> [Exercise objective]: Reproduce each line of the entries that carries "TimeDelta".

Excerpts from a dataset:

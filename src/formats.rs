//! Number-format classification: which cell values should be rendered as
//! dates, durations or plain numbers.
//!
//! A `CellFormat` is attached to a cell from its style record (`BrtFmt` /
//! `BrtCellMeta` in xlsb) and consulted only when a numeric value is
//! decoded, to pick the right `DataRef` variant.

use crate::datatype::{DataRef, ExcelDateTime, ExcelDateTimeType};

/// What a numeric cell value represents, inferred from its number format.
#[derive(Debug, Clone, Copy, PartialEq, Eq, Default)]
pub enum CellFormat {
    /// Not a date or duration; render as a plain number.
    #[default]
    Other,
    /// A calendar date and/or time of day.
    DateTime,
    /// An elapsed time, e.g. `[h]:mm:ss`.
    TimeDelta,
}

/// Classifies a builtin number-format id (MS-OI29500 §2.1.19 `ST_NumFmtId`
/// numbers below 164, which are reserved and never spelled out in the
/// styles part).
pub fn builtin_format_by_code(id: u16) -> CellFormat {
    match id {
        14..=22 | 27..=36 | 50..=58 => CellFormat::DateTime,
        45..=47 => CellFormat::TimeDelta,
        _ => CellFormat::Other,
    }
}

/// Classifies a custom (user-supplied) number-format string.
pub fn detect_custom_number_format(format: &str) -> CellFormat {
    if !is_custom_date_format(format) {
        return CellFormat::Other;
    }
    let lower = format.to_ascii_lowercase();
    let is_elapsed = ["[h", "[m", "[s"].iter().any(|tok| lower.contains(tok));
    if is_elapsed {
        CellFormat::TimeDelta
    } else {
        CellFormat::DateTime
    }
}

/// Renders a decoded numeric cell value as the borrowed `DataRef` variant
/// its format calls for: a plain float, an Excel date/time, or left as-is
/// when no date/duration format applies.
pub fn format_excel_f64_ref(value: f64, format: Option<&CellFormat>, is_1904: bool) -> DataRef<'static> {
    match format {
        Some(CellFormat::DateTime) => {
            DataRef::DateTime(ExcelDateTime::new(value, ExcelDateTimeType::DateTime, is_1904))
        }
        Some(CellFormat::TimeDelta) => {
            DataRef::DateTime(ExcelDateTime::new(value, ExcelDateTimeType::TimeDelta, is_1904))
        }
        _ => DataRef::Float(value),
    }
}

/// Check excel number format is datetime
pub fn is_custom_date_format(format: &str) -> bool {
    let mut escaped = false;
    let mut is_quote = false;
    let mut brackets = 0u8;
    let mut prev = ' ';
    let mut hms = false;
    let mut ap = false;
    for s in format.chars() {
        match (s, escaped, is_quote, ap, brackets) {
            (_, true, ..) => escaped = false, // if escaped, ignore
            ('_' | '\\', ..) => escaped = true,
            ('"', _, true, _, _) => is_quote = false,
            (_, _, true, _, _) => (),
            ('"', _, _, _, _) => is_quote = true,
            (';', ..) => return false, // first format only
            ('[', ..) => brackets += 1,
            (']', .., 1) if hms => return true, // if closing
            (']', ..) => brackets = brackets.saturating_sub(1),
            ('a' | 'A', _, _, false, 0) => ap = true,
            ('p' | 'm' | '/' | 'P' | 'M', _, _, true, 0) => return true,
            ('d' | 'm' | 'h' | 'y' | 's' | 'D' | 'M' | 'H' | 'Y' | 'S', _, _, false, 0) => {
                return true
            }
            _ => {
                if hms && s.eq_ignore_ascii_case(&prev) {
                    // ok ...
                } else {
                    hms = prev == '[' && matches!(s, 'm' | 'h' | 's' | 'M' | 'H' | 'S');
                }
            }
        }
        prev = s;
    }
    false
}

pub fn is_builtin_date_format_id(id: &[u8]) -> bool {
    match id {
    // mm-dd-yy
    b"14" |
    &[14, 0] |
    // d-mmm-yy
    b"15" |
    &[15, 0] |
    // d-mmm
    b"16" |
    &[16, 0] |
    // mmm-yy
    b"17" |
    &[17, 0] |
    // h:mm AM/PM
    b"18" |
    &[18, 0] |
    // h:mm:ss AM/PM
    b"19" |
    &[19, 0] |
    // h:mm
    b"20" |
    &[20, 0] |
    // h:mm:ss
    b"21" |
    &[21, 0] |
    // m/d/yy h:mm
    b"22" |
    &[22, 0] |
    // mm:ss
    b"45" |
    &[45, 0] |
    // [h]:mm:ss
    b"46" |
    &[46, 0] |
    // mmss.0
    b"47" |
    &[47, 0]  => true,
    _ => false
    }
}

#[test]
fn test_builtin_format_by_code() {
    assert_eq!(builtin_format_by_code(14), CellFormat::DateTime);
    assert_eq!(builtin_format_by_code(46), CellFormat::TimeDelta);
    assert_eq!(builtin_format_by_code(0), CellFormat::Other);
    assert_eq!(builtin_format_by_code(9), CellFormat::Other);
}

#[test]
fn test_detect_custom_number_format() {
    assert_eq!(detect_custom_number_format("DD/MM/YY"), CellFormat::DateTime);
    assert_eq!(detect_custom_number_format("[h]:mm:ss"), CellFormat::TimeDelta);
    assert_eq!(detect_custom_number_format("0.00"), CellFormat::Other);
}

/// Ported from openpyxl, MIT License
/// https://foss.heptapod.net/openpyxl/openpyxl/-/blob/a5e197c530aaa49814fd1d993dd776edcec35105/openpyxl/styles/tests/test_number_style.py
#[test]
fn test_is_date_format() {
    assert_eq!(is_custom_date_format("DD/MM/YY"), true);
    assert_eq!(is_custom_date_format("H:MM:SS;@"), true);
    assert_eq!(is_custom_date_format("#,##0\\ [$\\u20bd-46D]"), false);
    assert_eq!(is_custom_date_format("m\"M\"d\"D\";@"), true);
    assert_eq!(is_custom_date_format("[h]:mm:ss"), true);
    assert_eq!(
        is_custom_date_format("\"Y: \"0.00\"m\";\"Y: \"-0.00\"m\";\"Y: <num>m\";@"),
        false
    );
    assert_eq!(is_custom_date_format("#,##0\\ [$''u20bd-46D]"), false);
    assert_eq!(
        is_custom_date_format("\"$\"#,##0_);[Red](\"$\"#,##0)"),
        false
    );
    assert_eq!(
        is_custom_date_format("[$-404]e\"\\xfc\"m\"\\xfc\"d\"\\xfc\""),
        true
    );
    assert_eq!(is_custom_date_format("0_ ;[Red]\\-0\\ "), false);
    assert_eq!(is_custom_date_format("\\Y000000"), false);
    assert_eq!(is_custom_date_format("#,##0.0####\" YMD\""), false);
    assert_eq!(is_custom_date_format("[h]"), true);
    assert_eq!(is_custom_date_format("[ss]"), true);
    assert_eq!(is_custom_date_format("[s].000"), true);
    assert_eq!(is_custom_date_format("[m]"), true);
    assert_eq!(is_custom_date_format("[mm]"), true);
    assert_eq!(
        is_custom_date_format("[Blue]\\+[h]:mm;[Red]\\-[h]:mm;[Green][h]:mm"),
        true
    );
    assert_eq!(is_custom_date_format("[>=100][Magenta][s].00"), true);
    assert_eq!(is_custom_date_format("[h]:mm;[=0]\\-"), true);
    assert_eq!(is_custom_date_format("[>=100][Magenta].00"), false);
    assert_eq!(is_custom_date_format("[>=100][Magenta]General"), false);
    assert_eq!(is_custom_date_format("ha/p\\\\m"), true);
    assert_eq!(
        is_custom_date_format("#,##0.00\\ _M\"H\"_);[Red]#,##0.00\\ _M\"S\"_)"),
        false
    );
}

> [Response]:
    TimeDelta,
        45..=47 => CellFormat::TimeDelta,
        CellFormat::TimeDelta
        Some(CellFormat::TimeDelta) => {
            DataRef::DateTime(ExcelDateTime::new(value, ExcelDateTimeType::TimeDelta, is_1904))
    assert_eq!(builtin_format_by_code(46), CellFormat::TimeDelta);
    assert_eq!(detect_custom_number_format("[h]:mm:ss"), CellFormat::TimeDelta);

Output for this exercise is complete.